(Beginning of Record extracts)
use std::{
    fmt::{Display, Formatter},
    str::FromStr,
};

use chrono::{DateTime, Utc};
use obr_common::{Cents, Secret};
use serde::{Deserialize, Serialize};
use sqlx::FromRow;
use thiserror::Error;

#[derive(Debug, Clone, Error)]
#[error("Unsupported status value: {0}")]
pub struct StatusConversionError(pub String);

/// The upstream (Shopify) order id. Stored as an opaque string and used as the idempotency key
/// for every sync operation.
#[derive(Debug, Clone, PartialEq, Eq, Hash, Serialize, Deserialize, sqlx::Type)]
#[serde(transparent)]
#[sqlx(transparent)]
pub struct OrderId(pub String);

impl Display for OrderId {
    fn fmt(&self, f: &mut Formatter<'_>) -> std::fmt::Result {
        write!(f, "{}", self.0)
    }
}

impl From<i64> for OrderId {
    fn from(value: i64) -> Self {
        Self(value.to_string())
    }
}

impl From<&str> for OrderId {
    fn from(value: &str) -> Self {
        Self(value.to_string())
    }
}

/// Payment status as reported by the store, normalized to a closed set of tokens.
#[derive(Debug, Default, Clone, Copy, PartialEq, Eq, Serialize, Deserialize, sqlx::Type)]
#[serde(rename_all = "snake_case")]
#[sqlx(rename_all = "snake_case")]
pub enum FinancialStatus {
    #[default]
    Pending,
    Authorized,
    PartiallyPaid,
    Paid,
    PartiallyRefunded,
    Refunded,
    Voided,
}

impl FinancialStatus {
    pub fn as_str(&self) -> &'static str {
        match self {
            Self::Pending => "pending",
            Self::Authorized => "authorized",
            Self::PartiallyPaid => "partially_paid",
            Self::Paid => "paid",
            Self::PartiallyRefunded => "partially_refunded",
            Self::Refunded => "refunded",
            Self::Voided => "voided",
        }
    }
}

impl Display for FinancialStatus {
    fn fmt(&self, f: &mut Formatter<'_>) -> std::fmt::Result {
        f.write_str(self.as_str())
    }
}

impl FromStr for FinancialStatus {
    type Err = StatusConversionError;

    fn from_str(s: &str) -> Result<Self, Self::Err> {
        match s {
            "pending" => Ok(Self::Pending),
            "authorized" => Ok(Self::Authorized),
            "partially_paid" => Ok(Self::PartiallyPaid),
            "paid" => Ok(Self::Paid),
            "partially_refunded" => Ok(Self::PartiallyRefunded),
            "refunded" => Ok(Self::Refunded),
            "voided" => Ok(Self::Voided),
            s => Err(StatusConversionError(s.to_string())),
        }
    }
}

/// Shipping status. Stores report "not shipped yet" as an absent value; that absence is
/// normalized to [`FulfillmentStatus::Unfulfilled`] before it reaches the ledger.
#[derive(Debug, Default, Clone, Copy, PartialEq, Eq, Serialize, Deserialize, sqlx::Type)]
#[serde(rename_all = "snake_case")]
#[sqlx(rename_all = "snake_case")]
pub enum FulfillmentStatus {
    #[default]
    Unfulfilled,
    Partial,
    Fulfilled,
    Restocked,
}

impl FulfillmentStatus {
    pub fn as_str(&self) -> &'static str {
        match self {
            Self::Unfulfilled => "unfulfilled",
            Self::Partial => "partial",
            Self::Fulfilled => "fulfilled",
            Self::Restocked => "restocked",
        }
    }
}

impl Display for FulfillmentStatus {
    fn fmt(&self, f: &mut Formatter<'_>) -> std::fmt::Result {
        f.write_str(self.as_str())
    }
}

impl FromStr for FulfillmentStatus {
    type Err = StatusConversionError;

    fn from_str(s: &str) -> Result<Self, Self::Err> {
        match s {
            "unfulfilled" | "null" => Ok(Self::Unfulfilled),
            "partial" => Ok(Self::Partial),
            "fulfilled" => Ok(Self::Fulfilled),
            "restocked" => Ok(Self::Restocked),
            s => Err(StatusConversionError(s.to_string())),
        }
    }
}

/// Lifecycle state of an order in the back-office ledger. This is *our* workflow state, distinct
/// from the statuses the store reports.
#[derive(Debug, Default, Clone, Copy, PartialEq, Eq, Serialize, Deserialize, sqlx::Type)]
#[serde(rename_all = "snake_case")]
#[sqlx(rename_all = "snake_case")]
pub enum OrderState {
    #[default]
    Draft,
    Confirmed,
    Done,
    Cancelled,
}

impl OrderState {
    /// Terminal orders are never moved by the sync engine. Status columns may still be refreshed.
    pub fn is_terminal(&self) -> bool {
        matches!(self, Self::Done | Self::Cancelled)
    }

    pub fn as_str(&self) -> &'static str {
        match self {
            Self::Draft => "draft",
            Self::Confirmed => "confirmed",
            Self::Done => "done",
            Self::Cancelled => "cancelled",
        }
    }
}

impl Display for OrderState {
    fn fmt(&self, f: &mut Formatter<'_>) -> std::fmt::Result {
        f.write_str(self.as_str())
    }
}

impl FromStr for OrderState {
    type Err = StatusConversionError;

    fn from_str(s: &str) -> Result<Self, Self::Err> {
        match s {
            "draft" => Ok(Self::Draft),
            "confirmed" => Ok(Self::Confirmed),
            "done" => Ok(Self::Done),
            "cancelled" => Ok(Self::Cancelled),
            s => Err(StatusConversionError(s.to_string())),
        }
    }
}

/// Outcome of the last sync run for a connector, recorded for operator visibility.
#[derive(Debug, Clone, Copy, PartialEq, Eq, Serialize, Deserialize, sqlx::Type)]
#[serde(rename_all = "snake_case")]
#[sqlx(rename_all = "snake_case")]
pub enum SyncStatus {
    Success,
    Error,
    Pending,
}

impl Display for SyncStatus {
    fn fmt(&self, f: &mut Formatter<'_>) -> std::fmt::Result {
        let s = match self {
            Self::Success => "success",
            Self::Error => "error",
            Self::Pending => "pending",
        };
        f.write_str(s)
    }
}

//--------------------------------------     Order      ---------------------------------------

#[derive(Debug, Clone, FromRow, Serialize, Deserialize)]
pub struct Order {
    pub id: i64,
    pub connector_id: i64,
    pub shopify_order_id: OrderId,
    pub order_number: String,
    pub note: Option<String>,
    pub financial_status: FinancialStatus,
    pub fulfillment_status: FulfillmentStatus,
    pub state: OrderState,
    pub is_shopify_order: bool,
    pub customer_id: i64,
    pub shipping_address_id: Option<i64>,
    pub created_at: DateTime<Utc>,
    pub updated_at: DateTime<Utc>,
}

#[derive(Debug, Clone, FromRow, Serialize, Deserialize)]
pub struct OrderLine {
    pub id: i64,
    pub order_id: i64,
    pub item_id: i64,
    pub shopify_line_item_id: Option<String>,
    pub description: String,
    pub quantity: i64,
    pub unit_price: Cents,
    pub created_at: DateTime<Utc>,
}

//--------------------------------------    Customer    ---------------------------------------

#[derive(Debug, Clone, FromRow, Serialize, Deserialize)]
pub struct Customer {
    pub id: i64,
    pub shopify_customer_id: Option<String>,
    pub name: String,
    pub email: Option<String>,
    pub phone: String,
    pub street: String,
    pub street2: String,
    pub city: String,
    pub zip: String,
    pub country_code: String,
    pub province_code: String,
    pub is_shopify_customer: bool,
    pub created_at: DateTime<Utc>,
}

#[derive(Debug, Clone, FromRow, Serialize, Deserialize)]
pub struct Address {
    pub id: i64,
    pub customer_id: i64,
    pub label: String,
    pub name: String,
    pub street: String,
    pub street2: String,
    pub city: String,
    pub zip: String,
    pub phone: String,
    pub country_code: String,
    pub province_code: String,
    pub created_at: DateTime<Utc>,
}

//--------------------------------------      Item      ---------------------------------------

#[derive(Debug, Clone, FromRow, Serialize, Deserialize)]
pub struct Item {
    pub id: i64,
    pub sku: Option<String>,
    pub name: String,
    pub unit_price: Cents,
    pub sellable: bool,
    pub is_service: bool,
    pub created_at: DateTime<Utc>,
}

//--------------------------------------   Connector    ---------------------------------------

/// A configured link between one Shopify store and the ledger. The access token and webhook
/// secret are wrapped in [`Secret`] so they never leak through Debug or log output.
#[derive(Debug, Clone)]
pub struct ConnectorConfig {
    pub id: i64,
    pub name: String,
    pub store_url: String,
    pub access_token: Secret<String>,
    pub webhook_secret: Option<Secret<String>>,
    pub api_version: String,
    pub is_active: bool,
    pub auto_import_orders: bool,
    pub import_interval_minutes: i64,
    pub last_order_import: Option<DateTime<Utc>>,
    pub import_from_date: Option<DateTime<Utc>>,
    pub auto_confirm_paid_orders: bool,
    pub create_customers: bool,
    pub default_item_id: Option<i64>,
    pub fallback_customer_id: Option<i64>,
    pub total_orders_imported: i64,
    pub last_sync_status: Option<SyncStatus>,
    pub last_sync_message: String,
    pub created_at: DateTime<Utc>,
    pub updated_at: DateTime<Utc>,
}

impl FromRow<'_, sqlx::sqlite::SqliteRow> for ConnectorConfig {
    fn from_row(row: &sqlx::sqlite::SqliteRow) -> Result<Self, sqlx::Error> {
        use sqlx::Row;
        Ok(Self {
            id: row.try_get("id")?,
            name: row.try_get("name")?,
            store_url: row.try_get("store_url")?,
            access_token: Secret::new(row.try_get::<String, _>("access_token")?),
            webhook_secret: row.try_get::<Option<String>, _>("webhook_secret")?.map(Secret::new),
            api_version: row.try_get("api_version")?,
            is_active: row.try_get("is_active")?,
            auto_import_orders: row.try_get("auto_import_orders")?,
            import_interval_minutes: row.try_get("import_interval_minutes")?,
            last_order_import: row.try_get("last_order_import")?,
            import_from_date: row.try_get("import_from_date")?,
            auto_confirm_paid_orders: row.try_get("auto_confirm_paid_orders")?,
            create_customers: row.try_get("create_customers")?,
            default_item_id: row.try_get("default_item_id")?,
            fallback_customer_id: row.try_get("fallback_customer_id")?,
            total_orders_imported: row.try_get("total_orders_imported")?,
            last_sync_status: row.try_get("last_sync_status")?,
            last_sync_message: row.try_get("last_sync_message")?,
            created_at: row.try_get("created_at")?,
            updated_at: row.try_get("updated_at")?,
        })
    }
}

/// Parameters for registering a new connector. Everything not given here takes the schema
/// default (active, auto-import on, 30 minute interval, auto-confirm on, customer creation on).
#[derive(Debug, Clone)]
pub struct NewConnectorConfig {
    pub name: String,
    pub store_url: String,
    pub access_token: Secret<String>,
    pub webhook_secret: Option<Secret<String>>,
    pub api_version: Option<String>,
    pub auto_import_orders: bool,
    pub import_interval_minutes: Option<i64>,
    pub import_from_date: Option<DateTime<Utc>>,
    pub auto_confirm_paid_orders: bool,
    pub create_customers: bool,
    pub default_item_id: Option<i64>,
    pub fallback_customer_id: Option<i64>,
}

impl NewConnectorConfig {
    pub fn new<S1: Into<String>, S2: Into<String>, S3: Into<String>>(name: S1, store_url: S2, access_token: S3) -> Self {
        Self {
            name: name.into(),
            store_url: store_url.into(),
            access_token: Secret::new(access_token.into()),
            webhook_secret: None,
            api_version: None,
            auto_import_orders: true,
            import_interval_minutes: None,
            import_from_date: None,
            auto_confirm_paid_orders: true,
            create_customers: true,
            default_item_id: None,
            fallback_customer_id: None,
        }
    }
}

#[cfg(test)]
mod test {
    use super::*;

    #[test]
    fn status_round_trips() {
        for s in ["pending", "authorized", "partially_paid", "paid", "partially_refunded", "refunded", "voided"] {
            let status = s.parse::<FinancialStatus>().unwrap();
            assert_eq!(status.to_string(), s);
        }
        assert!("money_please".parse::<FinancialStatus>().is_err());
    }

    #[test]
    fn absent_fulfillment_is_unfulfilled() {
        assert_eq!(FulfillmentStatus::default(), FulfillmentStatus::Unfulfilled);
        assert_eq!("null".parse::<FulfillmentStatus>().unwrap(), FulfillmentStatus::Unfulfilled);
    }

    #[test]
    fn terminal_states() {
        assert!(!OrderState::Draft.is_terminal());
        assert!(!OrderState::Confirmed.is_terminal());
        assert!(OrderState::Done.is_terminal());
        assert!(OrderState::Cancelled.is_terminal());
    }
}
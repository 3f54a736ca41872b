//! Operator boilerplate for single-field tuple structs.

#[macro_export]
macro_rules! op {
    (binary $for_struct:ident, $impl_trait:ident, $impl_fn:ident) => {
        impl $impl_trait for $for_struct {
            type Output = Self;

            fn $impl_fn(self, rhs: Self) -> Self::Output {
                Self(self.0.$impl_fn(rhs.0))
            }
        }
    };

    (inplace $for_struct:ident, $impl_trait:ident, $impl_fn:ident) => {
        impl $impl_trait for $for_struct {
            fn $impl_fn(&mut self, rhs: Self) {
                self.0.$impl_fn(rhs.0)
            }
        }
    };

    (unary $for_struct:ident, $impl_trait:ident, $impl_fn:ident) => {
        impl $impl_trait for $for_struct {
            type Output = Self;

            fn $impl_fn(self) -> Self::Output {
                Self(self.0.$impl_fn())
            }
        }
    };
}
(End of Record extracts)
■ **Requirement**:
Check each line of the entries for "Confirmed" and copy those that have it.

■ **Answer to the problem**:
    Confirmed,
            Self::Confirmed => "confirmed",
            "confirmed" => Ok(Self::Confirmed),
        assert!(!OrderState::Confirmed.is_terminal());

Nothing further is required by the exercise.